*Work task*
Report each line below that carries the word "kept".
---+---
//! Property tests for engine invariants under arbitrary input

use std::time::Duration;

use proptest::prelude::*;

use tetris_board::core::{Board, BoardEngine, EngineConfig, Randomizer};
use tetris_board::types::{GameAction, PieceKind};

fn action_strategy() -> impl Strategy<Value = GameAction> {
    prop_oneof![
        4 => Just(GameAction::MoveLeft),
        4 => Just(GameAction::MoveRight),
        3 => Just(GameAction::SoftDrop),
        3 => Just(GameAction::Rotate),
        2 => Just(GameAction::HardDrop),
    ]
}

fn kind_strategy() -> impl Strategy<Value = PieceKind> {
    prop::sample::select(PieceKind::ALL.to_vec())
}

fn assert_active_in_bounds(engine: &BoardEngine) {
    if engine.game_over() {
        return;
    }
    let active = engine.active().expect("live game has an active piece");
    let w = engine.board().width() as i32;
    let h = engine.board().height() as i32;
    let top = -(engine.config().spawn_buffer_rows as i32);
    for (x, y) in active.cells() {
        assert!((0..w).contains(&x), "x={x} outside 0..{w}");
        assert!((top..h).contains(&y), "y={y} outside {top}..{h}");
        assert!(!engine.board().is_occupied(x, y), "overlap at ({x}, {y})");
    }
}

proptest! {
    #[test]
    fn active_piece_stays_in_bounds(
        seed in any::<u64>(),
        width in 4u16..14,
        height in 4u16..24,
        buffer in 0u16..3,
        actions in prop::collection::vec(action_strategy(), 1..200),
    ) {
        let config = EngineConfig::default()
            .with_size(width, height)
            .with_spawn_buffer_rows(buffer)
            .with_randomizer(Randomizer::SevenBag)
            .with_seed(seed);
        let mut engine = BoardEngine::new(config).unwrap();

        for action in actions {
            let score_before = engine.score();
            engine.apply_action(action);
            engine.tick(Duration::from_millis(16));
            assert_active_in_bounds(&engine);
            prop_assert!(engine.score() >= score_before);
            prop_assert!(engine.board().occupied_count() <= width as usize * height as usize);
        }
    }

    #[test]
    fn moves_are_reversible(
        kind in kind_strategy(),
        dx in -3i32..=3,
        dy in 0i32..=3,
    ) {
        let config = EngineConfig::default().with_randomizer(Randomizer::Cycle(vec![kind]));
        let mut engine = BoardEngine::new(config).unwrap();
        let start = engine.active().unwrap();

        if engine.move_piece(dx, dy) {
            prop_assert!(engine.move_piece(-dx, -dy));
        }
        prop_assert_eq!(engine.active().unwrap(), start);
    }

    #[test]
    fn four_rotations_are_identity(kind in kind_strategy(), dx in -2i32..=2) {
        let config = EngineConfig::default().with_randomizer(Randomizer::Cycle(vec![kind]));
        let mut engine = BoardEngine::new(config).unwrap();
        engine.move_piece(dx, 4);
        let start = engine.active().unwrap();

        for _ in 0..4 {
            prop_assert!(engine.rotate());
        }
        prop_assert_eq!(engine.active().unwrap(), start);
    }

    #[test]
    fn clearing_keeps_partial_rows_in_order(
        rows in prop::collection::vec(prop::collection::vec(any::<bool>(), 5), 1..12),
    ) {
        let text: Vec<String> = rows
            .iter()
            .map(|r| r.iter().map(|&f| if f { 'T' } else { '.' }).collect())
            .collect();
        let refs: Vec<&str> = text.iter().map(String::as_str).collect();
        let mut board = Board::from_rows(&refs).unwrap();

        let full = rows.iter().filter(|r| r.iter().all(|&f| f)).count();
        let kept: Vec<&String> = text.iter().filter(|r| r.contains('.')).collect();

        prop_assert_eq!(board.clear_full_rows(), full);

        let after = board.to_rows();
        prop_assert!(after[..full].iter().all(|r| r == "....."));
        let tail: Vec<&String> = after[full..].iter().collect();
        prop_assert_eq!(tail, kept);
        prop_assert_eq!(board.full_row_count(), 0);
    }

    #[test]
    fn ghost_is_where_hard_drop_lands(
        seed in any::<u64>(),
        moves in prop::collection::vec(action_strategy(), 0..60),
    ) {
        let config = EngineConfig::default()
            .with_randomizer(Randomizer::Uniform)
            .with_seed(seed);
        let mut engine = BoardEngine::new(config).unwrap();
        for action in moves {
            engine.apply_action(action);
        }
        prop_assume!(!engine.game_over());

        let ghost = engine.ghost_y().unwrap();
        let active = engine.active().unwrap();
        let distance = engine.hard_drop();
        prop_assert_eq!(active.y + distance as i32, ghost);
    }
}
---+---
*Task answer*
        let kept: Vec<&String> = text.iter().filter(|r| r.contains('.')).collect();
        prop_assert_eq!(tail, kept);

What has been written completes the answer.